Can this test override my OS power-saving mode or browser frame rate cap?
No — and that's actually useful. The tool reads the frame rate that your OS and GPU driver are actually delivering to the browser. If a power plan or background process is capping output, the reading will reflect that throttled rate accurately, which is exactly the kind of issue this tool is designed to surface.
How is this different from the FPS counter in a game or GPU software?
In-game counters measure how fast the game engine produces frames, not how fast the display is actually showing them. This tool measures the display pipeline directly — specifically, how often your screen's vertical sync cycle is completing. That distinction matters when diagnosing issues where the game runs fast but the monitor output feels wrong.
I have two monitors. Which one does this test measure?
It measures the screen where the browser window is currently active. Drag the browser window to a different monitor and the reading will update to reflect that display's refresh rate. This makes it easy to compare both panels side by side.
My monitor is rated at 165 Hz but the test shows 60 Hz. What's wrong?
This almost always comes down to one of three things: the cable doesn't support the bandwidth needed (DisplayPort 1.4 or HDMI 2.1 are typically required for high refresh rates), the display's refresh rate hasn't been set correctly in Windows Display Settings or macOS System Settings, or hardware acceleration is disabled in your browser settings.

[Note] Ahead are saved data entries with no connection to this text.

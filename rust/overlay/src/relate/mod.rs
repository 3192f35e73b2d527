// This Source Code Form is subject to the terms of the Mozilla Public
// License, v. 2.0. If a copy of the MPL was not distributed with this
// file, You can obtain one at https://mozilla.org/MPL/2.0/.

//! DE-9IM relate.

mod computer;
mod edge_end_builder;
mod edge_end_bundle;

pub use computer::RelateComputer;
pub use edge_end_builder::compute_edge_ends;
pub use edge_end_bundle::{EdgeEndBundle, EdgeEndBundleStar};

use geo_lite_core::{BoundaryNodeRule, Geometry, IntersectionMatrix};
use geo_lite_topology::Result;

use crate::check_arguments;

/// Intersection matrix of `a` and `b` under the Mod-2 boundary rule.
pub fn relate(a: &Geometry, b: &Geometry) -> Result<IntersectionMatrix> {
    relate_with_rule(a, b, BoundaryNodeRule::default())
}

pub fn relate_with_rule(a: &Geometry, b: &Geometry, rule: BoundaryNodeRule) -> Result<IntersectionMatrix> {
    check_arguments(a, b)?;
    RelateComputer::new(a, b, rule)?.compute_im()
}

/// Tests the intersection matrix of `a` and `b` against a pattern such as
/// `"T*F**F***"`.
pub fn relate_pattern(a: &Geometry, b: &Geometry, pattern: &str) -> Result<bool> {
    Ok(relate(a, b)?.matches(pattern)?)
}
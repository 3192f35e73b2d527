// This Source Code Form is subject to the terms of the Mozilla Public
// License, v. 2.0. If a copy of the MPL was not distributed with this
// file, You can obtain one at https://mozilla.org/MPL/2.0/.

//! Point-in-ring and point-on-line tests.

use crate::algorithm::orientation::{orientation_index, Orientation};
use crate::coord::Coordinate;
use crate::envelope::Envelope;
use crate::location::Location;

/// Counts crossings of a rightward horizontal ray from a query point.
///
/// Segments can be fed in any order; a point found to lie on a segment is
/// reported as on the boundary regardless of the count.
#[derive(Debug, Clone)]
pub struct RayCrossingCounter {
    p: Coordinate,
    crossing_count: usize,
    on_segment: bool,
}

impl RayCrossingCounter {
    pub fn new(p: Coordinate) -> Self {
        Self {
            p,
            crossing_count: 0,
            on_segment: false,
        }
    }

    /// Accounts for the segment `p1 -> p2`.
    pub fn count_segment(&mut self, p1: &Coordinate, p2: &Coordinate) {
        let p = &self.p;
        // entirely to the left of the ray origin
        if p1.x < p.x && p2.x < p.x {
            return;
        }
        if p.equals_2d(p2) {
            self.on_segment = true;
            return;
        }
        // horizontal segment at the ray's height
        if p1.y == p.y && p2.y == p.y {
            let min_x = p1.x.min(p2.x);
            let max_x = p1.x.max(p2.x);
            if p.x >= min_x && p.x <= max_x {
                self.on_segment = true;
            }
            return;
        }
        // straddles the ray: upward edges include their start, downward their end
        if (p1.y > p.y && p2.y <= p.y) || (p2.y > p.y && p1.y <= p.y) {
            let mut orient = orientation_index(p1, p2, p);
            if orient == Orientation::Collinear {
                self.on_segment = true;
                return;
            }
            if p2.y < p1.y {
                orient = orient.reverse();
            }
            if orient == Orientation::CounterClockwise {
                self.crossing_count += 1;
            }
        }
    }

    pub fn is_on_segment(&self) -> bool {
        self.on_segment
    }

    pub fn location(&self) -> Location {
        if self.on_segment {
            Location::Boundary
        } else if self.crossing_count % 2 == 1 {
            Location::Interior
        } else {
            Location::Exterior
        }
    }
}

/// Location of `p` relative to a closed ring.
pub fn locate_in_ring(p: &Coordinate, ring: &[Coordinate]) -> Location {
    let mut counter = RayCrossingCounter::new(*p);
    for w in ring.windows(2) {
        counter.count_segment(&w[1], &w[0]);
        if counter.is_on_segment() {
            return Location::Boundary;
        }
    }
    counter.location()
}

/// `true` when `p` is inside a ring or on its boundary.
pub fn is_in_ring(p: &Coordinate, ring: &[Coordinate]) -> bool {
    locate_in_ring(p, ring) != Location::Exterior
}

/// `true` when `p` lies on any segment of a polyline.
pub fn is_on_line(p: &Coordinate, line: &[Coordinate]) -> bool {
    if line.len() == 1 {
        return p.equals_2d(&line[0]);
    }
    line.windows(2).any(|w| is_on_segment(p, &w[0], &w[1]))
}

/// `true` when `p` lies on the closed segment `p1`-`p2`.
pub fn is_on_segment(p: &Coordinate, p1: &Coordinate, p2: &Coordinate) -> bool {
    Envelope::segment_intersects_point(p1, p2, p)
        && orientation_index(p1, p2, p) == Orientation::Collinear
        && orientation_index(p2, p1, p) == Orientation::Collinear
}

#[cfg(test)]
mod tests {
    use super::*;

    fn pts(v: &[(f64, f64)]) -> Vec<Coordinate> {
        v.iter().map(|&p| Coordinate::from(p)).collect()
    }

    #[test]
    fn locate_in_square() {
        let ring = pts(&[(0.0, 0.0), (10.0, 0.0), (10.0, 10.0), (0.0, 10.0), (0.0, 0.0)]);
        assert_eq!(locate_in_ring(&Coordinate::new(5.0, 5.0), &ring), Location::Interior);
        assert_eq!(locate_in_ring(&Coordinate::new(15.0, 5.0), &ring), Location::Exterior);
        assert_eq!(locate_in_ring(&Coordinate::new(10.0, 5.0), &ring), Location::Boundary);
        assert_eq!(locate_in_ring(&Coordinate::new(0.0, 0.0), &ring), Location::Boundary);
        assert_eq!(locate_in_ring(&Coordinate::new(5.0, 10.0), &ring), Location::Boundary);
    }

    #[test]
    fn ray_through_vertex_counts_once() {
        // diamond: the ray from (0,0) passes exactly through vertex (2,0)
        let ring = pts(&[(2.0, 0.0), (0.0, 2.0), (-2.0, 0.0), (0.0, -2.0), (2.0, 0.0)]);
        assert_eq!(locate_in_ring(&Coordinate::new(0.0, 0.0), &ring), Location::Interior);
        assert_eq!(locate_in_ring(&Coordinate::new(-3.0, 0.0), &ring), Location::Exterior);
    }

    #[test]
    fn concave_ring() {
        let ring = pts(&[(0.0, 0.0), (4.0, 0.0), (4.0, 4.0), (2.0, 1.0), (0.0, 4.0), (0.0, 0.0)]);
        assert_eq!(locate_in_ring(&Coordinate::new(2.0, 3.0), &ring), Location::Exterior);
        assert_eq!(locate_in_ring(&Coordinate::new(2.0, 0.5), &ring), Location::Interior);
        assert!(is_in_ring(&Coordinate::new(2.0, 1.0), &ring));
    }

    #[test]
    fn point_on_line() {
        let line = pts(&[(0.0, 0.0), (4.0, 4.0), (8.0, 0.0)]);
        assert!(is_on_line(&Coordinate::new(2.0, 2.0), &line));
        assert!(is_on_line(&Coordinate::new(8.0, 0.0), &line));
        assert!(!is_on_line(&Coordinate::new(4.0, 0.0), &line));
        assert!(!is_on_line(&Coordinate::new(10.0, -2.0), &line));
    }
}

Check all three before assuming a hardware fault.
Advanced Tips
Getting the most accurate reading takes a bit more than just loading the page:
- Close other browser tabs and background apps before testing. Anything competing for GPU resources can introduce frame timing noise that skews the reading.
- Make sure hardware acceleration is enabled in your browser. In Chrome, go to Settings → System and confirm "Use hardware acceleration when available" is on. In Firefox, check Settings → Performance.
- Film the animated sync track with your phone's slow-motion camera. At 240fps you can count individual frames and visually verify whether the display is actually running at the detected rate.
- Run the test in full-screen mode (F11 on most browsers) to reduce the load from browser UI rendering, which can affect timing on lower-end hardware.
- If you're on a laptop, plug into AC power first. Many laptops cut refresh rate aggressively on battery to save power, and the test will show exactly what rate they settle on.